During the past few weeks, the voltage in the secondary side of a transformer 8320V-480/277V was around 509V (each phase) with the different loads connected. It was decided to increase the transformer turn ratio. After this change, the voltage in the secondary side of a transformer without any load connected was around 482V (each phase). After the load was connected, the voltage increases to around 492V. So, any theory of why the voltage increased after load was connected.

Thanks!
 
Have you installed anything with a capacitive load? For example, some VFDs have cap banks on the front end.

carl
 
fjrivera said:
Greetings to all,

During the past few weeks, the voltage in the secondary side of a transformer 8320V-480/277V was around 509V (each phase) with the different loads connected.

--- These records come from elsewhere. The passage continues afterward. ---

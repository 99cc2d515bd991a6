//! Runtime values passed to and returned from procedures
//!
//! Every value carries its own tag, so arrays are homogeneous by
//! construction and a value can always report the `ArgType` it satisfies.

use crate::{ArgType, ObjectKind};
use serde::{Deserialize, Serialize};

/// RGBA color with components in [0, 1]
#[derive(Debug, Clone, Copy, PartialEq, Serialize, Deserialize)]
pub struct Color {
    pub r: f64,
    pub g: f64,
    pub b: f64,
    #[serde(default = "opaque")]
    pub a: f64,
}

fn opaque() -> f64 {
    1.0
}

impl Color {
    pub const BLACK: Color = Color { r: 0.0, g: 0.0, b: 0.0, a: 1.0 };
    pub const WHITE: Color = Color { r: 1.0, g: 1.0, b: 1.0, a: 1.0 };

    pub fn rgb(r: f64, g: f64, b: f64) -> Self {
        Self { r, g, b, a: 1.0 }
    }

    pub fn rgba(r: f64, g: f64, b: f64, a: f64) -> Self {
        Self { r, g, b, a }
    }

    pub fn components(&self) -> [f64; 4] {
        [self.r, self.g, self.b, self.a]
    }

    /// All components finite and within [0, 1]
    pub fn is_normalized(&self) -> bool {
        self.components().iter().all(|c| c.is_finite() && (0.0..=1.0).contains(c))
    }
}

/// Reference to a live object by kind and integer id
#[derive(Debug, Clone, Copy, PartialEq, Eq, Hash, Serialize, Deserialize)]
pub struct ObjectId {
    pub kind: ObjectKind,
    pub id: i32,
}

impl ObjectId {
    /// Id meaning "no object", accepted only by parameters that allow it
    pub const NONE: i32 = -1;

    pub fn new(kind: ObjectKind, id: i32) -> Self {
        Self { kind, id }
    }

    pub fn none(kind: ObjectKind) -> Self {
        Self { kind, id: Self::NONE }
    }

    pub fn is_none(&self) -> bool {
        self.id == Self::NONE
    }
}

/// Runtime value of a procedure argument or return slot
#[derive(Debug, Clone, PartialEq, Serialize, Deserialize)]
#[serde(tag = "type", content = "value", rename_all = "UPPERCASE")]
pub enum Value {
    Int32(i32),
    Float(f64),
    String(String),
    StringArray(Vec<String>),
    Int32Array(Vec<i32>),
    FloatArray(Vec<f64>),
    Int8Array(Vec<u8>),
    Color(Color),
    Object(ObjectId),
}

impl Value {
    // ========== Constructors ==========

    pub fn image(id: i32) -> Self {
        Value::Object(ObjectId::new(ObjectKind::Image, id))
    }

    pub fn drawable(id: i32) -> Self {
        Value::Object(ObjectId::new(ObjectKind::Drawable, id))
    }

    pub fn layer(id: i32) -> Self {
        Value::Object(ObjectId::new(ObjectKind::Layer, id))
    }

    pub fn channel(id: i32) -> Self {
        Value::Object(ObjectId::new(ObjectKind::Channel, id))
    }

    pub fn vectors(id: i32) -> Self {
        Value::Object(ObjectId::new(ObjectKind::Vectors, id))
    }

    // ========== Safe Accessors (never panic) ==========

    pub fn as_int(&self) -> Option<i32> {
        match self {
            Value::Int32(n) => Some(*n),
            _ => None,
        }
    }

    pub fn as_float(&self) -> Option<f64> {
        match self {
            Value::Float(f) => Some(*f),
            _ => None,
        }
    }

    pub fn as_str(&self) -> Option<&str> {
        match self {
            Value::String(s) => Some(s),
            _ => None,
        }
    }

    pub fn as_string_array(&self) -> Option<&[String]> {
        match self {
            Value::StringArray(a) => Some(a),
            _ => None,
        }
    }

    pub fn as_int_array(&self) -> Option<&[i32]> {
        match self {
            Value::Int32Array(a) => Some(a),
            _ => None,
        }
    }

    pub fn as_float_array(&self) -> Option<&[f64]> {
        match self {
            Value::FloatArray(a) => Some(a),
            _ => None,
        }
    }

    pub fn as_bytes(&self) -> Option<&[u8]> {
        match self {
            Value::Int8Array(a) => Some(a),
            _ => None,
        }
    }

    pub fn as_color(&self) -> Option<Color> {
        match self {
            Value::Color(c) => Some(*c),
            _ => None,
        }
    }

    pub fn as_object(&self) -> Option<ObjectId> {
        match self {
            Value::Object(o) => Some(*o),
            _ => None,
        }
    }

    /// Object id regardless of the kind it was tagged with
    pub fn object_id(&self) -> Option<i32> {
        self.as_object().map(|o| o.id)
    }

    /// Tag this value satisfies
    pub fn arg_type(&self) -> ArgType {
        match self {
            Value::Int32(_) => ArgType::Int32,
            Value::Float(_) => ArgType::Float,
            Value::String(_) => ArgType::String,
            Value::StringArray(_) => ArgType::StringArray,
            Value::Int32Array(_) => ArgType::Int32Array,
            Value::FloatArray(_) => ArgType::FloatArray,
            Value::Int8Array(_) => ArgType::Int8Array,
            Value::Color(_) => ArgType::Color,
            Value::Object(o) => o.kind.arg_type(),
        }
    }

    /// Type name for error messages
    pub fn type_name(&self) -> &'static str {
        self.arg_type().name()
    }

    /// Element count for arrays, byte length for strings
    pub fn len(&self) -> Option<usize> {
        match self {
            Value::String(s) => Some(s.len()),
            Value::StringArray(a) => Some(a.len()),
            Value::Int32Array(a) => Some(a.len()),
            Value::FloatArray(a) => Some(a.len()),
            Value::Int8Array(a) => Some(a.len()),
            _ => None,
        }
    }
}

impl std::fmt::Display for Value {
    fn fmt(&self, f: &mut std::fmt::Formatter<'_>) -> std::fmt::Result {
        match self {
            Value::Int32(n) => write!(f, "{}", n),
            Value::Float(x) => write!(f, "{}", x),
            Value::String(s) => write!(f, "{:?}", s),
            Value::StringArray(items) => {
                let contents: Vec<String> = items.iter().map(|s| format!("{:?}", s)).collect();
                write!(f, "[{}]", contents.join(", "))
            }
            Value::Int32Array(items) => write_list(f, items),
            Value::FloatArray(items) => write_list(f, items),
            Value::Int8Array(bytes) => write!(f, "<{} bytes>", bytes.len()),
            Value::Color(c) => write!(f, "rgba({}, {}, {}, {})", c.r, c.g, c.b, c.a),
            Value::Object(o) => write!(f, "{}#{}", o.kind.name(), o.id),
        }
    }
}

fn write_list<T: std::fmt::Display>(f: &mut std::fmt::Formatter<'_>, items: &[T]) -> std::fmt::Result {
    // Show values for small arrays, count for large
    if items.len() <= 8 {
        let contents: Vec<String> = items.iter().map(|v| v.to_string()).collect();
        write!(f, "[{}]", contents.join(", "))
    } else {
        write!(f, "[{} items]", items.len())
    }
}

// From implementations for convenience
impl From<i32> for Value {
    fn from(n: i32) -> Self {
        Value::Int32(n)
    }
}

impl From<f64> for Value {
    fn from(x: f64) -> Self {
        Value::Float(x)
    }
}

impl From<bool> for Value {
    fn from(b: bool) -> Self {
        Value::Int32(if b { 1 } else { 0 })
    }
}

impl From<&str> for Value {
    fn from(s: &str) -> Self {
        Value::String(s.to_string())
    }
}

impl From<String> for Value {
    fn from(s: String) -> Self {
        Value::String(s)
    }
}

impl From<Vec<String>> for Value {
    fn from(v: Vec<String>) -> Self {
        Value::StringArray(v)
    }
}

impl From<Vec<i32>> for Value {
    fn from(v: Vec<i32>) -> Self {
        Value::Int32Array(v)
    }
}

impl From<Vec<f64>> for Value {
    fn from(v: Vec<f64>) -> Self {
        Value::FloatArray(v)
    }
}

impl From<Vec<u8>> for Value {
    fn from(v: Vec<u8>) -> Self {
        Value::Int8Array(v)
    }
}

impl From<Color> for Value {
    fn from(c: Color) -> Self {
        Value::Color(c)
    }
}

impl From<ObjectId> for Value {
    fn from(o: ObjectId) -> Self {
        Value::Object(o)
    }
}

It was decided to increase the transformer turn ratio. After this change, the voltage in the secondary side of a transformer without any load connected was around 482V (each phase). After the load was connected, the voltage increases to around 492V. So, any theory of why the voltage increased after load was connected.

Thanks!
The capacitors you have on the secondary will cause a voltage rise on the
secondary. Check and see what you have. You may want to remove them
temporarily and check the voltage again.
 
-I'd think some resonant effect, like with capacitors resonating with the transformer inductance, is necessary for this voltage rise. If so, it would be a tuned RLC circuit and depending on the component values you'd see a huge rise in voltage at the resonant peak. Since the change caused more voltage, you are heading toward, and not away from, the peak.
-With no resistance in the circuit, the simple formula for resonance is f = 1/(2pi)[(LC)^0.5]. F is the resonant frequency, Pi = 3.14 and you probably know the C value.
-If you know the transformer inductance you could find the resonant frequency. There's a different formula for parallel resonant and series resonant circuits.
-Same with an "8 ohm" loudspeaker. At resonance the impedance goes way above 8 ohms.
 
Double post, still struggling with HughesNet due to incompetence of Verizon. They installed over 700 yards of fiber to my house but ran it down the wrong right of way to a telco box with no fiber connection. Now they have to re-run the fiber, this will take weeks to get completed due to their scheduling.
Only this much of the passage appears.